A study has demonstrated that groups of mice nasally immunized with ClfA prior to an induced sublethal dose of S. aureus showed a reduction in bacterial load both locally at the site of infection (peritoneal cavity) and systemically (kidneys and spleen) in vaccinated animals over the course of infection. Further, in addition to promoting T-cell responses, infiltration of neutrophils and macrophages increased remarkably as compared to unvaccinated animals [15].

Besides the potential of staphylococcal (ClfA) as a virulence factor, the protein has been proposed as a promising target for inclusion in multivalent vaccines for its ubiquitous expression among clinical isolates and augmented T cell response and IFN-γ secretion in response to stimulation by ClfA and heat-killed S. aureus [16,17]. Furthermore, the efficacy of clumping factor A (ClfA) has been demonstrated in several staphylococcal infection models [18].

Due to the emergence of multidrug-resistant strains as well as the costly, time-consuming, and low effectiveness of antibiotic therapy, many efforts have been done to develop an effective vaccine against S. aureus. However, despite ongoing efforts over the past 20 years, no licensed S. aureus vaccine is yet available commercially [19]. Previous attempts have investigated several candidates such as types 5 and 8 capsular polysaccharides, an iron scavenging protein, IsdB, and passive immunization against clumping factor A and lipoteichoic acid. Although these studies showed excellent promise in mouse models, however, proven unsuccessful in clinical trials [20,21].

Likewise, Veronate, an immunoglobulin preparation made from a pool of high titer anti-ClfA serum samples for invasive S. aureus disease demonstrated potential from an initial trial but was unsuccessful in phase III trials [22]. Additionally, a monoclonal anticlumping factor A antibody called tefibazumab (Aurexis) (http://en/wikipedia.org/wiki/Tefibazumab, accessed November 2011) established certain efficacy against S. aureus bacterial load [23]. Indeed, ClfA included vaccine are currently being investigated at the clinical trials phase by leading biopharmaceutical companies like Pfizer (ClinicalTrials.gov NCT01018641) and GlaxoSmithKline (ClinicalTrials.gov NCT01160172) [18], particularly protein antigens including Panton-Valentine leucocidin [24], a-hemolysin [25], and a vaccine containing IsdA, IsdB, SdrD, and SdrE [26], are under study in early clinical trials [27]. Against this backdrop, many experts advocate an approach using multiple antigens and have suggested that the right combination of antigens needs to be identified for efficacious vaccine development [27,28].

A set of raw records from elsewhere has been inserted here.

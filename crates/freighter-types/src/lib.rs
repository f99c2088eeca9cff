//! Core data model for freighter.
//!
//! Everything that crosses a crate boundary lives here: the candidate
//! manifest built from `mica.toml`, the registry's per-package metadata,
//! the solved build plan, publish-job state, and validation findings.
//! Wire-facing types serialize to the registry's camelCase JSON.

use std::collections::BTreeMap;
use std::fmt;
use std::str::FromStr;

use chrono::{DateTime, Utc};
use serde::{Deserialize, Serialize};

/// Severity of a registry job log line.
///
/// Variant names double as the wire encoding (`Debug` | `Info` | `Warn`
/// | `Error`) and as the `level` query parameter when polling a job.
#[derive(
    Debug, Clone, Copy, Default, PartialEq, Eq, PartialOrd, Ord, Hash, Serialize, Deserialize,
)]
pub enum LogLevel {
    Debug,
    #[default]
    Info,
    Warn,
    Error,
}

impl LogLevel {
    pub fn as_str(&self) -> &'static str {
        match self {
            LogLevel::Debug => "Debug",
            LogLevel::Info => "Info",
            LogLevel::Warn => "Warn",
            LogLevel::Error => "Error",
        }
    }
}

impl fmt::Display for LogLevel {
    fn fmt(&self, f: &mut fmt::Formatter<'_>) -> fmt::Result {
        f.write_str(self.as_str())
    }
}

impl FromStr for LogLevel {
    type Err = String;

    fn from_str(s: &str) -> Result<Self, Self::Err> {
        match s.to_ascii_lowercase().as_str() {
            "debug" => Ok(LogLevel::Debug),
            "info" => Ok(LogLevel::Info),
            "warn" | "warning" => Ok(LogLevel::Warn),
            "error" => Ok(LogLevel::Error),
            other => Err(format!(
                "unknown log level `{other}` (expected debug, info, warn, or error)"
            )),
        }
    }
}

/// A dependency requirement as declared in `mica.toml`.
///
/// `json = "^1.2"` parses as a range; `json = { path = "../json" }` as a
/// local path. Paths are a development convenience only and never make it
/// past validation.
#[derive(Debug, Clone, PartialEq, Eq, Serialize, Deserialize)]
#[serde(untagged)]
pub enum DependencySpec {
    Range(String),
    Path { path: String },
}

impl DependencySpec {
    /// The declared version range, if this is a range dependency.
    pub fn range(&self) -> Option<&str> {
        match self {
            DependencySpec::Range(range) => Some(range),
            DependencySpec::Path { .. } => None,
        }
    }

    /// True when the declaration places no bound on the version at all.
    pub fn is_unbounded(&self) -> bool {
        match self {
            DependencySpec::Range(range) => {
                let range = range.trim();
                range.is_empty() || range == "*"
            }
            DependencySpec::Path { .. } => false,
        }
    }
}

/// Where a solved dependency is satisfied from.
#[derive(Debug, Clone, Copy, PartialEq, Eq, Serialize, Deserialize)]
#[serde(rename_all = "snake_case")]
pub enum DependencySource {
    Registry,
    Local,
    Override,
}

impl fmt::Display for DependencySource {
    fn fmt(&self, f: &mut fmt::Formatter<'_>) -> fmt::Result {
        match self {
            DependencySource::Registry => f.write_str("registry"),
            DependencySource::Local => f.write_str("local"),
            DependencySource::Override => f.write_str("override"),
        }
    }
}

/// One pinned entry of the solved build plan.
#[derive(Debug, Clone, PartialEq, Eq, Serialize, Deserialize)]
pub struct ResolvedDependency {
    pub version: String,
    pub source: DependencySource,
}

impl ResolvedDependency {
    pub fn registry(version: &str) -> Self {
        ResolvedDependency {
            version: version.to_string(),
            source: DependencySource::Registry,
        }
    }
}

/// The full transitive dependency map the registry's solver answers with.
///
/// Keyed by package name; `BTreeMap` keeps iteration (and therefore every
/// report derived from it) in a stable order.
pub type BuildPlan = BTreeMap<String, ResolvedDependency>;

/// The canonical description of one package version, assembled locally and
/// submitted to the registry.
#[derive(Debug, Clone, PartialEq, Eq, Serialize, Deserialize)]
pub struct PublishManifest {
    pub name: String,
    /// Registry location the package publishes to, from `[publish]`.
    pub location: String,
    pub version: String,
    #[serde(default, skip_serializing_if = "Option::is_none")]
    pub description: Option<String>,
    #[serde(default, skip_serializing_if = "Option::is_none")]
    pub license: Option<String>,
    /// Declared range per direct dependency (path entries are excluded;
    /// they fail validation before a manifest is ever submitted).
    #[serde(default)]
    pub dependencies: BTreeMap<String, String>,
    /// Version of the compiler that validated the package.
    pub compiler: String,
}

/// Publication record for a version that exists on the registry.
#[derive(Debug, Clone, PartialEq, Eq, Serialize, Deserialize)]
#[serde(rename_all = "camelCase")]
pub struct PublishedVersion {
    pub published_at: DateTime<Utc>,
    #[serde(default, skip_serializing_if = "Option::is_none")]
    pub published_by: Option<String>,
}

/// Record of a version that was published and later withdrawn. Such a
/// version number is burned and can never be reused.
#[derive(Debug, Clone, PartialEq, Eq, Serialize, Deserialize)]
#[serde(rename_all = "camelCase")]
pub struct UnpublishedVersion {
    pub unpublished_at: DateTime<Utc>,
    #[serde(default, skip_serializing_if = "Option::is_none")]
    pub reason: Option<String>,
}

/// Per-package metadata as the registry reports it.
#[derive(Debug, Clone, PartialEq, Eq, Serialize, Deserialize)]
pub struct RegistryMetadata {
    /// Registry location the package is recorded under.
    pub location: String,
    #[serde(default, skip_serializing_if = "Option::is_none")]
    pub owners: Option<Vec<String>>,
    /// Version string to publication record.
    #[serde(default)]
    pub published: BTreeMap<String, PublishedVersion>,
    /// Version string to withdrawal record.
    #[serde(default)]
    pub unpublished: BTreeMap<String, UnpublishedVersion>,
}

impl RegistryMetadata {
    /// In-memory default for a package the registry has never seen, so
    /// first-time publishes flow through the same checks as re-publishes.
    pub fn synthesized(location: &str) -> Self {
        RegistryMetadata {
            location: location.to_string(),
            owners: None,
            published: BTreeMap::new(),
            unpublished: BTreeMap::new(),
        }
    }
}

/// One log line produced by a registry publish job.
#[derive(Debug, Clone, PartialEq, Eq, Serialize, Deserialize)]
pub struct JobLogEntry {
    pub timestamp: DateTime<Utc>,
    pub level: LogLevel,
    pub message: String,
}

/// One poll's worth of job state from `GET /jobs/{id}`.
#[derive(Debug, Clone, Default, PartialEq, Eq, Serialize, Deserialize)]
#[serde(rename_all = "camelCase")]
pub struct JobStatus {
    /// Log entries newer than the requested cursor, oldest first.
    #[serde(default)]
    pub logs: Vec<JobLogEntry>,
    #[serde(default, skip_serializing_if = "Option::is_none")]
    pub finished_at: Option<DateTime<Utc>>,
    #[serde(default, skip_serializing_if = "Option::is_none")]
    pub success: Option<bool>,
}

impl JobStatus {
    pub fn is_finished(&self) -> bool {
        self.finished_at.is_some()
    }
}

/// A registry publish job tracked across polls.
///
/// Mutated only by [`PublishJob::absorb`]; the accumulated log order is
/// exactly the arrival order, with nothing dropped or deduplicated.
#[derive(Debug, Clone, PartialEq, Eq, Serialize, Deserialize)]
pub struct PublishJob {
    pub id: String,
    pub logs: Vec<JobLogEntry>,
    pub finished_at: Option<DateTime<Utc>>,
    pub success: Option<bool>,
}

impl PublishJob {
    pub fn new(id: &str) -> Self {
        PublishJob {
            id: id.to_string(),
            logs: Vec::new(),
            finished_at: None,
            success: None,
        }
    }

    /// The poll cursor: timestamp of the newest log entry seen so far.
    pub fn cursor(&self) -> Option<DateTime<Utc>> {
        self.logs.last().map(|entry| entry.timestamp)
    }

    /// Fold one poll response into the job.
    pub fn absorb(&mut self, status: JobStatus) {
        self.logs.extend(status.logs);
        if status.finished_at.is_some() {
            self.finished_at = status.finished_at;
        }
        if status.success.is_some() {
            self.success = status.success;
        }
    }

    pub fn is_finished(&self) -> bool {
        self.finished_at.is_some()
    }

    /// A finished job without an explicit `success: true` counts as failed.
    pub fn succeeded(&self) -> bool {
        self.success == Some(true)
    }
}

/// A single validation finding: a human-readable message naming the
/// problem and, where possible, the remediation.
///
/// Findings are accumulated in detection order and never deduplicated;
/// one underlying cause may surface several times.
#[derive(Debug, Clone, PartialEq, Eq, Serialize, Deserialize)]
pub struct ValidationError {
    pub message: String,
}

impl ValidationError {
    pub fn new(message: impl Into<String>) -> Self {
        ValidationError {
            message: message.into(),
        }
    }
}

impl fmt::Display for ValidationError {
    fn fmt(&self, f: &mut fmt::Formatter<'_>) -> fmt::Result {
        f.write_str(&self.message)
    }
}

#[cfg(test)]
mod tests {
    use super::*;
    use chrono::TimeZone;
    use proptest::prelude::*;

    fn ts(secs: i64) -> DateTime<Utc> {
        Utc.timestamp_opt(secs, 0).unwrap()
    }

    fn entry(secs: i64, message: &str) -> JobLogEntry {
        JobLogEntry {
            timestamp: ts(secs),
            level: LogLevel::Info,
            message: message.to_string(),
        }
    }

    #[test]
    fn log_level_wire_names_are_pascal_case() {
        assert_eq!(serde_json::to_string(&LogLevel::Warn).unwrap(), "\"Warn\"");
        assert_eq!(
            serde_json::from_str::<LogLevel>("\"Debug\"").unwrap(),
            LogLevel::Debug
        );
        assert_eq!(LogLevel::Error.to_string(), "Error");
    }

    #[test]
    fn log_level_parses_case_insensitively() {
        assert_eq!("WARN".parse::<LogLevel>().unwrap(), LogLevel::Warn);
        assert_eq!("info".parse::<LogLevel>().unwrap(), LogLevel::Info);
        assert!("loud".parse::<LogLevel>().is_err());
    }

    #[test]
    fn dependency_spec_distinguishes_ranges_from_paths() {
        let range: DependencySpec = serde_json::from_str("\"^1.2.0\"").unwrap();
        assert_eq!(range, DependencySpec::Range("^1.2.0".to_string()));
        assert!(!range.is_unbounded());

        let path: DependencySpec = serde_json::from_str(r#"{"path":"../json"}"#).unwrap();
        assert_eq!(
            path,
            DependencySpec::Path {
                path: "../json".to_string()
            }
        );
        assert_eq!(path.range(), None);
    }

    #[test]
    fn star_and_empty_ranges_are_unbounded() {
        assert!(DependencySpec::Range("*".to_string()).is_unbounded());
        assert!(DependencySpec::Range(String::new()).is_unbounded());
        assert!(DependencySpec::Range("  ".to_string()).is_unbounded());
        assert!(!DependencySpec::Range("^0.3".to_string()).is_unbounded());
    }

    #[test]
    fn job_status_parses_wire_json() {
        let raw = r#"{
            "logs": [
                {"timestamp": "2026-03-01T10:00:00Z", "level": "Info", "message": "unpacking"},
                {"timestamp": "2026-03-01T10:00:02Z", "level": "Error", "message": "checksum mismatch"}
            ],
            "finishedAt": "2026-03-01T10:00:03Z",
            "success": false
        }"#;
        let status: JobStatus = serde_json::from_str(raw).unwrap();
        assert_eq!(status.logs.len(), 2);
        assert_eq!(status.logs[1].level, LogLevel::Error);
        assert!(status.is_finished());
        assert_eq!(status.success, Some(false));
    }

    #[test]
    fn job_status_tolerates_a_minimal_body() {
        let status: JobStatus = serde_json::from_str("{}").unwrap();
        assert!(status.logs.is_empty());
        assert!(!status.is_finished());
    }

    #[test]
    fn absorb_appends_logs_and_advances_the_cursor() {
        let mut job = PublishJob::new("job-7");
        assert_eq!(job.cursor(), None);

        job.absorb(JobStatus {
            logs: vec![entry(10, "a"), entry(11, "b")],
            ..JobStatus::default()
        });
        assert_eq!(job.cursor(), Some(ts(11)));

        // An empty poll leaves the cursor where it was.
        job.absorb(JobStatus::default());
        assert_eq!(job.cursor(), Some(ts(11)));

        job.absorb(JobStatus {
            logs: vec![entry(12, "c")],
            finished_at: Some(ts(13)),
            success: Some(true),
        });
        let messages: Vec<&str> = job.logs.iter().map(|e| e.message.as_str()).collect();
        assert_eq!(messages, vec!["a", "b", "c"]);
        assert!(job.is_finished());
        assert!(job.succeeded());
    }

    #[test]
    fn a_finished_job_without_a_success_flag_counts_as_failed() {
        let mut job = PublishJob::new("job-8");
        job.absorb(JobStatus {
            finished_at: Some(ts(20)),
            ..JobStatus::default()
        });
        assert!(job.is_finished());
        assert!(!job.succeeded());
    }

    #[test]
    fn synthesized_metadata_is_empty_history() {
        let meta = RegistryMetadata::synthesized("registry.mica-lang.org/json");
        assert_eq!(meta.location, "registry.mica-lang.org/json");
        assert!(meta.published.is_empty());
        assert!(meta.unpublished.is_empty());
    }

    #[test]
    fn registry_metadata_round_trips() {
        let raw = r#"{
            "location": "registry.mica-lang.org/json",
            "published": {"1.0.0": {"publishedAt": "2026-01-05T00:00:00Z", "publishedBy": "ann"}},
            "unpublished": {"0.9.0": {"unpublishedAt": "2026-01-02T00:00:00Z"}}
        }"#;
        let meta: RegistryMetadata = serde_json::from_str(raw).unwrap();
        assert_eq!(meta.published["1.0.0"].published_by.as_deref(), Some("ann"));
        assert!(meta.unpublished.contains_key("0.9.0"));
        let back = serde_json::to_string(&meta).unwrap();
        let again: RegistryMetadata = serde_json::from_str(&back).unwrap();
        assert_eq!(meta, again);
    }

    proptest! {
        /// However a log stream is chunked across polls, absorbing the
        /// chunks reproduces the stream exactly and the cursor tracks the
        /// final entry.
        #[test]
        fn absorb_is_chunking_invariant(
            messages in proptest::collection::vec("[a-z]{1,8}", 0..24),
            splits in proptest::collection::vec(0usize..24, 0..6),
        ) {
            let stream: Vec<JobLogEntry> = messages
                .iter()
                .enumerate()
                .map(|(i, m)| entry(i as i64, m))
                .collect();

            let mut cuts: Vec<usize> = splits
                .into_iter()
                .map(|s| s.min(stream.len()))
                .collect();
            cuts.push(0);
            cuts.push(stream.len());
            cuts.sort_unstable();

            let mut job = PublishJob::new("job");
            for pair in cuts.windows(2) {
                job.absorb(JobStatus {
                    logs: stream[pair[0]..pair[1]].to_vec(),
                    ..JobStatus::default()
                });
            }

            prop_assert_eq!(&job.logs, &stream);
            prop_assert_eq!(job.cursor(), stream.last().map(|e| e.timestamp));
        }
    }
}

Experimental evaluation of the efficiency of the putative candidate epitopes is expensive, time-consuming, and laborious work. Hence, presently computational vaccine design using immunoinformatics tools and databases has attracted enormous interest to study the immunological pathway for predicting and mapping promising B- and T-cell epitopes. Immunoinformatics aided design of novel multi-epitope vaccines has become the alternative method for vaccine discovery due to relatively quick, cheap, efficient, easy and cost-effective, means of vaccine development against infectious diseases [29]. The present study was conducted to design a novel multi-epitope vaccine against S. aureus based on immunoinformatics tools. The results provide an extensive computational analysis of the ClfA and ClfB proteins to provide potential antigenic data that could facilitate future laboratory-based endeavors in the development of immunotherapies against Staphylococcus infection. The schematic representation of the workflow is illustrated in Fig. 1.